Say Whattt?!

by mtcl - opened Jan 9

Jan 9

I was not expecting this! I just went to bed, And now I have to go back to my system and queue the download... 💤 Some of us want to sleep sir!

(Thank you so much 🙏😊)

geveent

Jan 9

Oh wow! Thank you John! I've been waiting for this, too.

ubergarm

Owner Jan 9

Great glad there is some interest in this experiment! In limited testing it seems pretty good for doing difficult one-shot programming questions that do not require any tool calling / MCP / agentic stuff. You could always dump in all the required information in the prompt yourself anyway or use other models to do that first before using this one for the final result.

Honestly credit goes to @sszymczyk for creating the patches and @bibproj for informing me: https://huggingface.co/sszymczyk/DeepSeek-V3.2-nolight-GGUF/discussions/1

Super curious to hear more about the rumored DS V4 model: https://www.reddit.com/r/LocalLLaMA/comments/1q88hdc/the_information_deepseek_to_release_next_flagship/

With luck it will run similarly to this V3.2-Speciale even without the sparse attention features.

geveent

Jan 9

It runs well on my machine Intel Xeon with 8-channel memory + single RTX 5090. I get 12 t/s running IQ5_K. The answers I get are succinct which is a good thing. I just need to be smarter and better user of this AI.

SFPLM

Jan 13

@ubergarm

May I ask if you plan to do Deepseek V3.2 Regular? I am interested in running the general more all rounder variant, though it looks like I might as well take a IQ5 for this.

I also wonder what if the next time you did a IQ4 quant what would happen if the embed and output was q8 and experts are as usual, down iq5 gate/up iq4 or down/gate/up iq4?

ubergarm

Owner Jan 13

@SFPLM

May I ask if you plan to do Deepseek V3.2 Regular?

I don't have plans for that given V4 is rumored to be coming out possibly soon™️ and you can find some mainline versions of it e.g.

I also wonder what if the next time you did a IQ4 quant what would happen if the embed and output was q8 and experts are as usual, down iq5 gate/up iq4 or down/gate/up iq4?
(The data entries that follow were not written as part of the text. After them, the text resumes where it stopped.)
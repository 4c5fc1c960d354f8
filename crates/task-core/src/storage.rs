//! In-memory task storage.

use crate::error::{TaskError, TaskResult};
use crate::models::{Priority, Recurrence, Status, Task, TaskId};
use crate::record::{self, TaskRecord};
use crate::validators;
use chrono::{DateTime, NaiveDate, Utc};

/// Partial update for a task.
///
/// Only mutable attributes are representable. For the optional attributes,
/// `Some(None)` clears the value and `None` leaves it untouched.
#[derive(Debug, Clone, Default, PartialEq)]
pub struct TaskPatch {
    pub status: Option<Status>,
    pub completed_timestamp: Option<Option<DateTime<Utc>>>,
    pub priority: Option<Priority>,
    pub category: Option<Option<String>>,
    pub due_date: Option<Option<NaiveDate>>,
    pub recurrence: Option<Option<Recurrence>>,
    pub parent_recurrence_id: Option<Option<TaskId>>,
}

impl TaskPatch {
    pub fn new() -> Self {
        Self::default()
    }

    pub fn status(mut self, status: Status) -> Self {
        self.status = Some(status);
        self
    }

    pub fn completed_timestamp(mut self, timestamp: Option<DateTime<Utc>>) -> Self {
        self.completed_timestamp = Some(timestamp);
        self
    }

    pub fn priority(mut self, priority: Priority) -> Self {
        self.priority = Some(priority);
        self
    }

    pub fn category(mut self, category: Option<impl Into<String>>) -> Self {
        self.category = Some(category.map(Into::into));
        self
    }

    pub fn due_date(mut self, due_date: Option<NaiveDate>) -> Self {
        self.due_date = Some(due_date);
        self
    }

    pub fn recurrence(mut self, recurrence: Option<Recurrence>) -> Self {
        self.recurrence = Some(recurrence);
        self
    }

    pub fn parent_recurrence_id(mut self, parent: Option<impl Into<TaskId>>) -> Self {
        self.parent_recurrence_id = Some(parent.map(Into::into));
        self
    }

    pub fn is_empty(&self) -> bool {
        *self == Self::default()
    }

    /// Build a patch from raw field values.
    ///
    /// `id` and `created_timestamp` are dropped without error; they can never
    /// change. `title` and unknown keys are rejected.
    pub fn from_record(fields: &TaskRecord) -> TaskResult<Self> {
        let mut patch = TaskPatch::new();
        for key in fields.keys() {
            match key.as_str() {
                record::KEY_ID | record::KEY_CREATED => {
                    tracing::debug!(field = %key, "ignoring patch of immutable field");
                }
                record::KEY_STATUS => {
                    let value = record::text_field(fields, key)?.unwrap_or_default();
                    patch.status = Some(value.parse()?);
                }
                record::KEY_COMPLETED => {
                    patch.completed_timestamp = Some(record::timestamp_field(fields, key)?);
                }
                record::KEY_PRIORITY => {
                    let value = record::text_field(fields, key)?.unwrap_or_default();
                    patch.priority = Some(validators::validate_priority(value)?);
                }
                record::KEY_CATEGORY => {
                    let value = record::text_field(fields, key)?;
                    patch.category = Some(validators::validate_category(value)?);
                }
                record::KEY_DUE_DATE => {
                    patch.due_date = Some(record::date_field(fields, key)?);
                }
                record::KEY_RECURRENCE => {
                    let value = record::text_field(fields, key)?;
                    patch.recurrence = Some(validators::validate_recurrence(value)?);
                }
                record::KEY_PARENT => {
                    let value = record::text_field(fields, key)?;
                    patch.parent_recurrence_id = Some(value.map(str::to_string));
                }
                record::KEY_TITLE => {
                    tracing::warn!(field = %key, "rejected patch of task title");
                    return Err(TaskError::invalid_value("Title cannot be changed after creation"));
                }
                other => {
                    tracing::warn!(field = %other, "rejected patch of unknown field");
                    return Err(TaskError::invalid_value(format!("Unknown task field '{}'", other)));
                }
            }
        }
        Ok(patch)
    }

    /// Apply to a task. Everything that can fail is checked before the task
    /// is touched.
    pub fn apply(&self, task: &mut Task) -> TaskResult<()> {
        let category = match &self.category {
            Some(value) => Some(validators::validate_category(value.as_deref())?),
            None => None,
        };

        if let Some(status) = self.status {
            task.set_status(status);
        }
        if let Some(timestamp) = self.completed_timestamp {
            task.set_completed_timestamp(timestamp);
        }
        if let Some(priority) = self.priority {
            task.set_priority(priority);
        }
        if let Some(category) = category {
            task.set_category(category.as_deref())?;
        }
        if let Some(due_date) = self.due_date {
            task.set_due_date(due_date);
        }
        if let Some(recurrence) = self.recurrence {
            task.set_recurrence(recurrence);
        }
        if let Some(parent) = &self.parent_recurrence_id {
            task.set_parent_recurrence_id(parent.clone());
        }
        Ok(())
    }
}

/// Ordered, in-memory task collection with sequential ID assignment.
///
/// IDs are never reused while the storage lives, even after a delete;
/// [`TaskStorage::clear`] starts the sequence over.
#[derive(Debug, Default)]
pub struct TaskStorage {
    tasks: Vec<Task>,
    counter: u64,
}

impl TaskStorage {
    pub fn new() -> Self {
        Self::default()
    }

    fn format_id(n: u64) -> TaskId {
        format!("{}{:03}", validators::TASK_ID_PREFIX, n)
    }

    /// Store a task under the next ID, whatever ID it carried before.
    pub fn create(&mut self, task: Task) -> TaskResult<&Task> {
        let id = Self::format_id(self.counter + 1);
        let task = task.with_id(id)?;
        self.counter += 1;
        tracing::debug!(task_id = %task.id(), "task stored");
        self.tasks.push(task);
        Ok(&self.tasks[self.tasks.len() - 1])
    }

    pub fn read(&self, id: &str) -> Option<&Task> {
        self.tasks.iter().find(|t| t.id() == id)
    }

    pub(crate) fn read_mut(&mut self, id: &str) -> Option<&mut Task> {
        self.tasks.iter_mut().find(|t| t.id() == id)
    }

    /// All tasks in creation order.
    pub fn read_all(&self) -> &[Task] {
        &self.tasks
    }

    pub(crate) fn read_all_mut(&mut self) -> &mut [Task] {
        &mut self.tasks
    }

    pub fn update(&mut self, id: &str, patch: &TaskPatch) -> TaskResult<&Task> {
        let task = self
            .read_mut(id)
            .ok_or_else(|| TaskError::NotFound(id.to_string()))?;
        if let Err(e) = patch.apply(task) {
            tracing::warn!(task_id = %id, error = %e, "patch rejected");
            return Err(e);
        }
        tracing::debug!(task_id = %id, "task updated");
        Ok(&*task)
    }

    pub fn delete(&mut self, id: &str) -> bool {
        match self.tasks.iter().position(|t| t.id() == id) {
            Some(index) => {
                self.tasks.remove(index);
                tracing::debug!(task_id = %id, "task deleted");
                true
            }
            None => false,
        }
    }

    /// Drop every task and restart ID assignment.
    pub fn clear(&mut self) {
        self.tasks.clear();
        self.counter = 0;
    }

    /// The ID the next `create` will assign.
    pub fn next_task_id(&self) -> TaskId {
        Self::format_id(self.counter + 1)
    }

    pub fn len(&self) -> usize {
        self.tasks.len()
    }

    pub fn is_empty(&self) -> bool {
        self.tasks.is_empty()
    }
}

#[cfg(test)]
mod tests {
    use super::*;
    use crate::record::FieldValue;

    fn draft(title: &str) -> Task {
        Task::new("task-000", title).unwrap()
    }

    #[test]
    fn test_create_assigns_sequential_ids() {
        let mut storage = TaskStorage::new();
        assert_eq!(storage.next_task_id(), "task-001");

        assert_eq!(storage.create(draft("One")).unwrap().id(), "task-001");
        assert_eq!(storage.create(draft("Two")).unwrap().id(), "task-002");
        assert_eq!(storage.next_task_id(), "task-003");
        assert_eq!(storage.len(), 2);
    }

    #[test]
    fn test_ids_not_reused_after_delete() {
        let mut storage = TaskStorage::new();
        storage.create(draft("One")).unwrap();
        storage.create(draft("Two")).unwrap();

        assert!(storage.delete("task-002"));
        assert!(!storage.delete("task-002"));
        assert_eq!(storage.create(draft("Three")).unwrap().id(), "task-003");
    }

    #[test]
    fn test_clear_resets_counter() {
        let mut storage = TaskStorage::new();
        storage.create(draft("One")).unwrap();
        storage.clear();
        assert!(storage.is_empty());
        assert_eq!(storage.create(draft("Again")).unwrap().id(), "task-001");
    }

    #[test]
    fn test_read_all_keeps_creation_order() {
        let mut storage = TaskStorage::new();
        for title in ["a", "b", "c"] {
            storage.create(draft(title)).unwrap();
        }
        storage.delete("task-002");
        let titles: Vec<_> = storage.read_all().iter().map(|t| t.title()).collect();
        assert_eq!(titles, vec!["a", "c"]);
        assert!(storage.read("task-002").is_none());
        assert_eq!(storage.read("task-003").unwrap().title(), "c");
    }

    #[test]
    fn test_update_missing_task() {
        let mut storage = TaskStorage::new();
        let err = storage
            .update("task-404", &TaskPatch::new().priority(Priority::High))
            .unwrap_err();
        assert_eq!(err, TaskError::NotFound("task-404".to_string()));
    }

    #[test]
    fn test_update_applies_patch() {
        let mut storage = TaskStorage::new();
        storage.create(draft("Patch me")).unwrap();

        let due = NaiveDate::from_ymd_opt(2025, 5, 1);
        let patch = TaskPatch::new()
            .priority(Priority::Low)
            .category(Some("errands"))
            .due_date(due)
            .recurrence(Some(Recurrence::Weekly));
        let task = storage.update("task-001", &patch).unwrap();

        assert_eq!(task.priority(), Priority::Low);
        assert_eq!(task.category(), Some("errands"));
        assert_eq!(task.due_date(), due);
        assert_eq!(task.recurrence(), Some(Recurrence::Weekly));
        assert_eq!(task.title(), "Patch me");
    }

    #[test]
    fn test_update_is_all_or_nothing() {
        let mut storage = TaskStorage::new();
        storage.create(draft("Keep me")).unwrap();

        let patch = TaskPatch::new()
            .status(Status::Completed)
            .category(Some("x".repeat(51)));
        assert!(storage.update("task-001", &patch).is_err());

        let task = storage.read("task-001").unwrap();
        assert_eq!(task.status(), Status::Pending);
        assert_eq!(task.completed_timestamp(), None);
    }

    #[test]
    fn test_patch_from_record() {
        let mut fields = TaskRecord::new();
        fields.insert("id".into(), "task-999".into());
        fields.insert("created_timestamp".into(), "2020-01-01T00:00:00Z".into());
        fields.insert("priority".into(), "high".into());
        fields.insert("category".into(), FieldValue::Null);

        let patch = TaskPatch::from_record(&fields).unwrap();
        assert_eq!(patch.priority, Some(Priority::High));
        assert_eq!(patch.category, Some(None));
        assert_eq!(patch.status, None);
    }

    #[test]
    fn test_patch_from_record_rejects_title_and_unknown_fields() {
        let mut fields = TaskRecord::new();
        fields.insert("title".into(), "New title".into());
        assert!(matches!(
            TaskPatch::from_record(&fields),
            Err(TaskError::InvalidValue(_))
        ));

        let mut fields = TaskRecord::new();
        fields.insert("colour".into(), "red".into());
        assert!(matches!(
            TaskPatch::from_record(&fields),
            Err(TaskError::InvalidValue(_))
        ));
    }

    #[test]
    fn test_immutable_fields_survive_record_patch() {
        let mut storage = TaskStorage::new();
        let created = storage.create(draft("Stable")).unwrap().created_timestamp();

        let mut fields = TaskRecord::new();
        fields.insert("id".into(), "task-777".into());
        fields.insert("created_timestamp".into(), "2001-01-01T00:00:00Z".into());
        let patch = TaskPatch::from_record(&fields).unwrap();
        assert!(patch.is_empty());

        let task = storage.update("task-001", &patch).unwrap();
        assert_eq!(task.id(), "task-001");
        assert_eq!(task.created_timestamp(), created);
    }
}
If you look at my IQ5_K quant recipe, I am setting token embed and output to q8_0:

## Token embedding and output tensors (GPU)
token_embd\.weight=q8_0
output\.weight=q8_0

This is mainly to appease the folks who were asking for full bf16 token embedding and output "head". They claim that anecdotally the responses seem better, but it is very difficult to measure especially given it doesn't effect overall perplexity/kld very much. But who knows, I haven't done a full benchmark study to prove that theory wrong so I decided to split the difference on the IQ5_K as it is the biggest I usualy bother to release haha...

In the future, I could consider extending this logic down to IQ4_K, but the tradition is to use ~4.5bpw for token embedding and high ~6bpw for output.

Have you collected any new data on thi? Just curious your experience lately.

SFPLM

Jan 14

@ubergarm

In the future, I could consider extending this logic down to IQ4_K, but the tradition is to use ~4.5bpw for token embedding and high ~6bpw for output.

I have not. I was just curious as to why the high 4 bit IQ4_K quants usually didn't have the q8 for outputs/embeds, also why down is quanted to higher bits than ffn gate and ffn up. I have yet to learn how to quantize via llama.cpp or ik_llama.cpp or the significance of each type of tensor.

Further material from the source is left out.